レキちゃん、とにかくダメだって。
シロウが出て行ってから一週間、私は以前と同じように喜怒哀楽を失って過ごしていた。朝起きて、食事をして学校へ行き、帰って来て食事を済ませて寝る。変わったことと言えば、食事がまともになったことと、宿題に苦戦しなくなったこと。ただ、おいしいものを食べると泣いてしまうような気がしたから、ふりかけと生卵を有効に活用した。それでも菓子パンよりはずいぶんと美味しい気がしたけれど。
毎日、下校途中に外からコンビニを覗いた。レジでシロウが接客しているのを見てから帰るのは安心するための日課みたいなものだった。あれからシロウは普通に働いている。一週間、おそらく自分の家から出勤している。もう大丈夫。大丈夫ですね、シロウ。わたしのことを気にせずに生きていける。
さて、時はきた。もう家には帰らない。あの路地裏に入って、少しシロウのことを思い出す。こんな狭くて暗いところで、あなたを見つけて、私はきっと嬉しかったんです。同類を見つけたと思ったんです。悲しくて寂しくて、もう死んでしまいたいと足を踏み入れたこんな場所で、同じ悲しい生き物が死に向かっていたのが幸運だと。……けれど違った。あなたは立派で、人として大切なものを持っていた。きっとこれからも良い人生を送れる。

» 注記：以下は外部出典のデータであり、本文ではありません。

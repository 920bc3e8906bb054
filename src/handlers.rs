use actix_multipart::Multipart;
use actix_web::{web, HttpResponse};
use futures_util::StreamExt;
use tracing::Instrument;
use uuid::Uuid;

use crate::detector::{contains_label, Detector};
use crate::errors::PredictError;
use crate::models::PredictionResponse;

/// Multipart field that carries the uploaded image.
const UPLOAD_FIELD: &str = "file";

/// Class label that flips `pothole_detected` to true.
#[derive(Debug, Clone)]
pub struct TargetLabel(pub String);

pub fn configure(cfg: &mut web::ServiceConfig) {
    cfg.service(web::resource("/predict").route(web::post().to(predict)));
}

pub async fn predict(
    payload: Multipart,
    detector: web::Data<dyn Detector>,
    target: web::Data<TargetLabel>,
) -> Result<HttpResponse, PredictError> {
    let span = tracing::info_span!("predict", request_id = %Uuid::new_v4());
    detect_upload(payload, detector, target).instrument(span).await
}

async fn detect_upload(
    mut payload: Multipart,
    detector: web::Data<dyn Detector>,
    target: web::Data<TargetLabel>,
) -> Result<HttpResponse, PredictError> {
    let upload = read_upload(&mut payload).await?;
    tracing::debug!(bytes = upload.len(), "Upload received");

    let worker = detector.clone();
    let results = web::block(move || -> Result<_, PredictError> {
        let image = image::load_from_memory(&upload)?;
        Ok(worker.detect(&image)?)
    })
    .await
    .map_err(|_| PredictError::Blocking)?
    .map_err(|e| {
        tracing::error!(error = %e, "Prediction failed");
        e
    })?;

    let pothole_detected = contains_label(&results, detector.class_names(), &target.0);
    tracing::info!(
        regions = results.iter().map(|r| r.detections.len()).sum::<usize>(),
        pothole_detected,
        "Prediction complete"
    );

    Ok(HttpResponse::Ok().json(PredictionResponse { pothole_detected }))
}

/// Reads the `file` field into memory. Every other field is drained and
/// dropped; only the first `file` field counts.
async fn read_upload(payload: &mut Multipart) -> Result<Vec<u8>, PredictError> {
    let mut upload: Option<Vec<u8>> = None;

    while let Some(item) = payload.next().await {
        let mut field = item.map_err(|e| PredictError::Multipart(e.to_string()))?;
        let name = field.content_disposition().get_name();
        let wanted = upload.is_none() && name == Some(UPLOAD_FIELD);

        let mut data = Vec::new();
        while let Some(chunk) = field.next().await {
            let chunk = chunk.map_err(|e| PredictError::Multipart(e.to_string()))?;
            if wanted {
                data.extend_from_slice(&chunk);
            }
        }

        if wanted {
            upload = Some(data);
        }
    }

    upload.ok_or(PredictError::MissingFile)
}

#[cfg(test)]
mod tests {
    use super::*;
    use crate::detector::{ClassNames, DetectError};
    use crate::models::{BoundingBox, Detection, ImageDetections};
    use actix_web::{dev::ServiceResponse, http::header, http::StatusCode, test, App};
    use image::{DynamicImage, ImageOutputFormat, Rgb, RgbImage};
    use std::io::Cursor;
    use std::sync::Arc;

    const BOUNDARY: &str = "pothole-test-boundary";

    struct FakeDetector {
        names: ClassNames,
        classes: Vec<usize>,
    }

    impl Detector for FakeDetector {
        fn detect(&self, _image: &DynamicImage) -> Result<Vec<ImageDetections>, DetectError> {
            let detections = self
                .classes
                .iter()
                .map(|&class_id| Detection {
                    class_id,
                    confidence: 0.8,
                    bbox: BoundingBox {
                        x1: 1.0,
                        y1: 1.0,
                        x2: 5.0,
                        y2: 5.0,
                    },
                })
                .collect();
            Ok(vec![ImageDetections { detections }])
        }

        fn class_names(&self) -> &ClassNames {
            &self.names
        }
    }

    struct FailingDetector(ClassNames);

    impl Detector for FailingDetector {
        fn detect(&self, _image: &DynamicImage) -> Result<Vec<ImageDetections>, DetectError> {
            Err(DetectError::Inference("out of memory".into()))
        }

        fn class_names(&self) -> &ClassNames {
            &self.0
        }
    }

    fn png() -> Vec<u8> {
        let image = DynamicImage::ImageRgb8(RgbImage::from_pixel(8, 6, Rgb([90, 90, 90])));
        let mut buf = Vec::new();
        image
            .write_to(&mut Cursor::new(&mut buf), ImageOutputFormat::Png)
            .unwrap();
        buf
    }

    fn multipart(parts: &[(&str, Vec<u8>)]) -> Vec<u8> {
        let mut body = Vec::new();
        for (name, data) in parts {
            let head = format!(
                "--{BOUNDARY}\r\n\
                 Content-Disposition: form-data; name=\"{name}\"; filename=\"road.png\"\r\n\
                 Content-Type: application/octet-stream\r\n\r\n"
            );
            body.extend_from_slice(head.as_bytes());
            body.extend_from_slice(data);
            body.extend_from_slice(b"\r\n");
        }
        body.extend_from_slice(format!("--{BOUNDARY}--\r\n").as_bytes());
        body
    }

    async fn call_with(
        detector: Arc<dyn Detector>,
        content_type: &str,
        body: Vec<u8>,
    ) -> ServiceResponse {
        let app = test::init_service(
            App::new()
                .app_data(web::Data::from(detector))
                .app_data(web::Data::new(TargetLabel("pothole".into())))
                .configure(configure),
        )
        .await;
        let req = test::TestRequest::post()
            .uri("/predict")
            .insert_header((header::CONTENT_TYPE, content_type))
            .set_payload(body)
            .to_request();
        test::call_service(&app, req).await
    }

    async fn call(detector: Arc<dyn Detector>, body: Vec<u8>) -> ServiceResponse {
        let content_type = format!("multipart/form-data; boundary={BOUNDARY}");
        call_with(detector, &content_type, body).await
    }

    fn fake(names: &[&str], classes: &[usize]) -> Arc<dyn Detector> {
        Arc::new(FakeDetector {
            names: ClassNames::from_list(names.iter().copied()),
            classes: classes.to_vec(),
        })
    }

    #[actix_rt::test]
    async fn reports_pothole_when_label_matches() {
        let detector = fake(&["crack", "Pothole"], &[0, 1]);
        let resp = call(detector, multipart(&[("file", png())])).await;

        assert_eq!(resp.status(), StatusCode::OK);
        let body: serde_json::Value = test::read_body_json(resp).await;
        assert_eq!(body, serde_json::json!({ "pothole_detected": true }));
    }

    #[actix_rt::test]
    async fn reports_false_for_other_labels() {
        let detector = fake(&["crack", "pothole"], &[0, 0, 0]);
        let resp = call(detector, multipart(&[("file", png())])).await;

        assert_eq!(resp.status(), StatusCode::OK);
        let body: serde_json::Value = test::read_body_json(resp).await;
        assert_eq!(body, serde_json::json!({ "pothole_detected": false }));
    }

    #[actix_rt::test]
    async fn reports_false_when_nothing_detected() {
        let resp = call(fake(&["pothole"], &[]), multipart(&[("file", png())])).await;

        assert_eq!(resp.status(), StatusCode::OK);
        let body: serde_json::Value = test::read_body_json(resp).await;
        assert_eq!(body, serde_json::json!({ "pothole_detected": false }));
    }

    #[actix_rt::test]
    async fn ignores_fields_other_than_file() {
        let body = multipart(&[("note", b"left lane".to_vec()), ("file", png())]);
        let resp = call(fake(&["pothole"], &[0]), body).await;

        assert_eq!(resp.status(), StatusCode::OK);
        let body: serde_json::Value = test::read_body_json(resp).await;
        assert_eq!(body, serde_json::json!({ "pothole_detected": true }));
    }

    #[actix_rt::test]
    async fn undecodable_upload_is_a_server_error() {
        let body = multipart(&[("file", b"not an image".to_vec())]);
        let resp = call(fake(&["pothole"], &[0]), body).await;

        assert_eq!(resp.status(), StatusCode::INTERNAL_SERVER_ERROR);
        let body: serde_json::Value = test::read_body_json(resp).await;
        assert!(body.get("pothole_detected").is_none());
    }

    #[actix_rt::test]
    async fn missing_file_field_is_rejected() {
        let resp = call(fake(&["pothole"], &[0]), multipart(&[("image", png())])).await;
        assert_eq!(resp.status(), StatusCode::UNPROCESSABLE_ENTITY);
    }

    #[actix_rt::test]
    async fn malformed_multipart_body_is_a_bad_request() {
        let body = b"this is not a multipart body".to_vec();
        let resp = call(fake(&["pothole"], &[0]), body).await;

        assert_eq!(resp.status(), StatusCode::BAD_REQUEST);
        let body: serde_json::Value = test::read_body_json(resp).await;
        let detail = body["detail"].as_str().unwrap();
        assert!(detail.starts_with("malformed multipart body"));
    }

    #[actix_rt::test]
    async fn non_multipart_content_type_is_a_bad_request() {
        let resp = call_with(fake(&["pothole"], &[0]), "image/png", png()).await;
        assert_eq!(resp.status(), StatusCode::BAD_REQUEST);
    }

    #[actix_rt::test]
    async fn detector_failure_is_a_server_error() {
        let names = ClassNames::from_list(["pothole"]);
        let detector: Arc<dyn Detector> = Arc::new(FailingDetector(names));
        let resp = call(detector, multipart(&[("file", png())])).await;

        assert_eq!(resp.status(), StatusCode::INTERNAL_SERVER_ERROR);
        let body: serde_json::Value = test::read_body_json(resp).await;
        assert_eq!(body["detail"], "inference failed: out of memory");
    }
}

思えば、運命的な出会いでした。あなたから見ればただの強引な誘拐でも、私からすれば本当に奇跡だった。廃アパートの非常口が壊れていると噂で耳にしたその日にあなたに会ったんですから。ようやく、楽に死ぬ手段を見つけた、その日にあなたに会ったのだ。人生の価値を教えてくれるあなたに私は命を救われた。二人でずっと、孤独を埋め合いたいと思った……。
廃アパートの非常口は確かに壊れていた。回転に意味をなさないドアノブをひき、汚れた階段をのぼる。のぼりながらぼんやりと階数を数えたところ、四階建てのようだった。幸い屋上につながるドアもしっかりと壊れていたので、難なく廃アパートの屋上に立ち、フェンスを乗り越えることができた。……意外と目立つかもしれない。逆側から飛び降りたほうがいいだろうか。いったんフェンスの内側に戻り、反対側の風景を眺めてみる。……人通りは大して変わらない。私の死体がどれだけの人の心にトラウマを残したところで気にしないけど、嫌なのはシロウが私の死体を見てしまうこと。そんなことになったら、優しいシロウのことです、女性そのものがトラウマになってしまうかも。それはだめ。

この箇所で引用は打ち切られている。